(Saved entries)
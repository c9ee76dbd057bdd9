/*!
 * Code assembly.
 *
 * Merges translated and original code blocks into one Python program:
 *
 * - `imports`: import collection, bucketing and auto-imports
 * - `sections`: filing top-level statements into program sections
 * - `formatting`: consistency and cleanup passes over the joined text
 * - `incremental`: appending new blocks to previously assembled code
 *
 * The section order is fixed: module docstring, imports, globals,
 * functions, classes and main code, separated by two blank lines.
 */

use log::{debug, info, warn};
use regex::Regex;
use std::sync::Arc;

use crate::app_config::Config;
use crate::blocks::CodeBlock;
use crate::cache::AstCache;
use crate::errors::AssemblyError;
use crate::python::ParseMode;

pub mod formatting;
pub mod imports;
pub mod incremental;
pub mod sections;

use formatting::{dedent, ensure_consistency, final_cleanup, indent, normalize_line_endings};
use sections::Sections;

/// Identifier used for assembled code in the AST cache
const ASSEMBLY_FILENAME: &str = "<assembly>";

/// Two blank lines between program sections
const SECTION_SEPARATOR: &str = "\n\n\n";

const MAIN_GUARD: &str = "if __name__ == \"__main__\":";

/// Assembled program text and the non-fatal problems met on the way
#[derive(Debug, Clone, Default, PartialEq)]
pub struct AssembledCode {
    pub code: String,
    pub warnings: Vec<String>,
}

pub struct CodeAssembler {
    cache: Arc<AstCache>,
    indent_size: usize,
    preserve_comments: bool,
    preserve_docstrings: bool,
    auto_import_common: bool,
    executable_patterns: Vec<Regex>,
}

impl CodeAssembler {
    pub fn new(cache: Arc<AstCache>, config: &Config) -> Self {
        let executable_patterns = config
            .heuristics
            .executable_patterns
            .iter()
            .filter_map(|pattern| match Regex::new(pattern) {
                Ok(regex) => Some(regex),
                Err(e) => {
                    warn!("Ignoring invalid executable pattern '{}': {}", pattern, e);
                    None
                }
            })
            .collect();

        Self {
            cache,
            indent_size: config.indent_size,
            preserve_comments: config.preserve_comments,
            preserve_docstrings: config.preserve_docstrings,
            auto_import_common: config.auto_import_common,
            executable_patterns,
        }
    }

    pub fn indent_size(&self) -> usize {
        self.indent_size
    }

    /// Merges the target-code blocks into a single program.
    ///
    /// Blocks of other types are ignored. Without any code the result is
    /// empty and carries a warning. Blocks that do not parse are kept
    /// verbatim in the main section.
    pub fn assemble(&self, blocks: &[CodeBlock]) -> Result<AssembledCode, AssemblyError> {
        let mut warnings = Vec::new();
        let code_blocks: Vec<&CodeBlock> = blocks.iter().filter(|b| b.is_code()).collect();
        if code_blocks.is_empty() {
            warn!("No code blocks to assemble");
            warnings.push("No code blocks to assemble".to_string());
            return Ok(AssembledCode { code: String::new(), warnings });
        }

        info!("Assembling {} code block(s)", code_blocks.len());
        let mut sections = self.collect_sections(&code_blocks, self.preserve_docstrings, &mut warnings);

        let globals = sections.render_globals();
        let functions = join_definitions(&sections.merged_functions());
        let classes = join_definitions(&sections.merged_classes());
        let main = self.render_main(&sections.main, sections.main_guard);

        if self.auto_import_common {
            let body = join_sections([globals.as_str(), functions.as_str(), classes.as_str(), main.as_str()]);
            self.add_common_imports(&mut sections, &body);
        }

        let docstring = sections.docstring.clone().unwrap_or_default();
        let imports = sections.imports.render();
        let joined = join_sections([
            docstring.as_str(),
            imports.as_str(),
            globals.as_str(),
            functions.as_str(),
            classes.as_str(),
            main.as_str(),
        ]);

        let code = self.finish(&joined)?;
        debug!("Assembled {} line(s) with {} warning(s)", code.lines().count(), warnings.len());
        Ok(AssembledCode { code, warnings })
    }

    /// Files every block's statements; unparseable blocks go to main verbatim
    fn collect_sections(&self, blocks: &[&CodeBlock], allow_docstring: bool, warnings: &mut Vec<String>) -> Sections {
        let mut sections = Sections::new();
        for (index, block) in blocks.iter().enumerate() {
            let text = self.prepare_block_text(block);
            if text.trim().is_empty() {
                continue;
            }
            match self.cache.parse(&text, ASSEMBLY_FILENAME, ParseMode::Exec) {
                Ok(module) => sections.add_module(&text, &module, allow_docstring && index == 0),
                Err(e) => {
                    let (first, last) = block.line_range;
                    warn!("Block at lines {}-{} does not parse ({}); keeping it verbatim", first, last, e);
                    warnings.push(format!("Block at lines {}-{} could not be parsed; kept verbatim", first, last));
                    sections.add_verbatim(&text);
                }
            }
        }
        sections
    }

    fn prepare_block_text(&self, block: &CodeBlock) -> String {
        let text = dedent(&normalize_line_endings(block.text()));
        if self.preserve_comments {
            text
        } else {
            formatting::strip_full_line_comments(&text)
        }
    }

    /// Joins main statements, under a `__main__` guard when any of them runs
    /// something or the input already had one
    fn render_main(&self, statements: &[String], guarded: bool) -> String {
        let main = statements.join("\n");
        if main.trim().is_empty() {
            return String::new();
        }
        if guarded || self.is_executable(&main) {
            format!("{}\n{}", MAIN_GUARD, indent(&main, self.indent_size))
        } else {
            main
        }
    }

    fn is_executable(&self, code: &str) -> bool {
        self.executable_patterns.iter().any(|pattern| pattern.is_match(code))
    }

    fn add_common_imports(&self, sections: &mut Sections, body: &str) {
        if body.trim().is_empty() {
            return;
        }
        match self.cache.parse(body, ASSEMBLY_FILENAME, ParseMode::Exec) {
            Ok(module) => {
                let added = sections.imports.add_common_imports(&module, body);
                if !added.is_empty() {
                    debug!("Auto-imported: {}", added.join(", "));
                }
            }
            Err(e) => debug!("Skipping auto-imports, assembled body does not parse: {}", e),
        }
    }

    /// Consistency pass followed by the final cleanup
    fn finish(&self, code: &str) -> Result<String, AssemblyError> {
        let consistent = ensure_consistency(code, self.indent_size)?;
        Ok(final_cleanup(&consistent))
    }
}

fn join_definitions(definitions: &[sections::Definition]) -> String {
    definitions.iter().map(|d| d.code.as_str()).collect::<Vec<_>>().join(SECTION_SEPARATOR)
}

/// Non-empty sections separated by two blank lines
fn join_sections<'a>(sections: impl IntoIterator<Item = &'a str>) -> String {
    sections
        .into_iter()
        .map(|section| section.trim_matches('\n'))
        .filter(|section| !section.trim().is_empty())
        .collect::<Vec<_>>()
        .join(SECTION_SEPARATOR)
}

#[cfg(test)]
mod tests {
    use super::*;
    use crate::blocks::BlockType;
    use crate::cache::AstCacheConfig;

    fn assembler() -> CodeAssembler {
        CodeAssembler::new(Arc::new(AstCache::new(AstCacheConfig::default())), &Config::default())
    }

    fn code(text: &str) -> CodeBlock {
        CodeBlock::new(BlockType::TargetCode, text, (1, text.lines().count().max(1)))
    }

    #[test]
    fn test_assemble_without_code_should_warn() {
        let prose = CodeBlock::new(BlockType::NaturalLanguage, "make a list\n", (1, 1));
        let result = assembler().assemble(&[prose]).unwrap();
        assert_eq!(result.code, "");
        assert_eq!(result.warnings, vec!["No code blocks to assemble".to_string()]);
    }

    #[test]
    fn test_duplicate_function_should_keep_later_body() {
        let result = assembler()
            .assemble(&[code("def f():\n    return 1\n"), code("def f():\n    return 2\n")])
            .unwrap();
        assert_eq!(result.code, "def f():\n    return 2\n");
    }

    #[test]
    fn test_imports_should_be_merged_before_other_sections() {
        let result = assembler()
            .assemble(&[code("import os\nimport os\nfrom typing import List\n"), code("import os\nfrom typing import Dict\n")])
            .unwrap();
        assert_eq!(result.code, "import os\nfrom typing import Dict, List\n");
    }

    #[test]
    fn test_executable_main_should_be_guarded() {
        let result = assembler()
            .assemble(&[code("def main():\n    return 0\n"), code("main()\n")])
            .unwrap();
        assert_eq!(
            result.code,
            "def main():\n    return 0\n\n\nif __name__ == \"__main__\":\n    main()\n"
        );
    }

    #[test]
    fn test_sections_should_follow_fixed_order() {
        let result = assembler()
            .assemble(&[
                code("class Box:\n    pass\n"),
                code("total = 0\nLIMIT = 10\n"),
                code("def grow(box):\n    return box\n"),
                code("import sys\n"),
            ])
            .unwrap();
        assert_eq!(
            result.code,
            "import sys\n\n\n# Constants\nLIMIT = 10\n\n# Global variables\ntotal = 0\n\n\ndef grow(box):\n    return box\n\n\nclass Box:\n    pass\n"
        );
    }

    #[test]
    fn test_assembled_program_should_be_stable() {
        let assembler = assembler();
        let first = assembler
            .assemble(&[
                code("\"\"\"Area tools.\"\"\"\nimport os\nLIMIT = 3\n"),
                code("def run():\n    return os.getcwd()\n"),
                code("print(run())\n"),
            ])
            .unwrap();
        let second = assembler.assemble(&[code(&first.code)]).unwrap();
        assert_eq!(second.code, first.code);
    }

    #[test]
    fn test_unparseable_block_should_be_kept_verbatim() {
        let result = assembler().assemble(&[code("x = 1\n"), code("for i in\n")]).unwrap();
        assert!(result.code.contains("for i in"));
        assert_eq!(result.warnings.len(), 1);
        assert!(result.warnings[0].contains("kept verbatim"));
    }

    #[test]
    fn test_common_modules_should_be_auto_imported() {
        let result = assembler().assemble(&[code("def area(r):\n    return math.pi * r ** 2\n")]).unwrap();
        assert!(result.code.starts_with("import math\n\n\ndef area(r):"));
    }

    #[test]
    fn test_comments_should_be_dropped_when_not_preserved() {
        let config = Config { preserve_comments: false, ..Config::default() };
        let assembler = CodeAssembler::new(Arc::new(AstCache::new(AstCacheConfig::default())), &config);
        let result = assembler.assemble(&[code("# helper\ndef f():\n    return 1  # one\n")]).unwrap();
        assert_eq!(result.code, "def f():\n    return 1  # one\n");
    }
}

▶ _Exercise instructions_
The line with "pub mod sections;" marks the end; reproduce exactly every line from the start of the entries up to it, that line included.

▶ _Answer space_
repository c9ee76dbd057bdd9
/*!
 * Code assembly.
 *
 * Merges translated and original code blocks into one Python program:
 *
 * - `imports`: import collection, bucketing and auto-imports
 * - `sections`: filing top-level statements into program sections
 * - `formatting`: consistency and cleanup passes over the joined text
 * - `incremental`: appending new blocks to previously assembled code
 *
 * The section order is fixed: module docstring, imports, globals,
 * functions, classes and main code, separated by two blank lines.
 */

use log::{debug, info, warn};
use regex::Regex;
use std::sync::Arc;

use crate::app_config::Config;
use crate::blocks::CodeBlock;
use crate::cache::AstCache;
use crate::errors::AssemblyError;
use crate::python::ParseMode;

pub mod formatting;
pub mod imports;
pub mod incremental;
pub mod sections;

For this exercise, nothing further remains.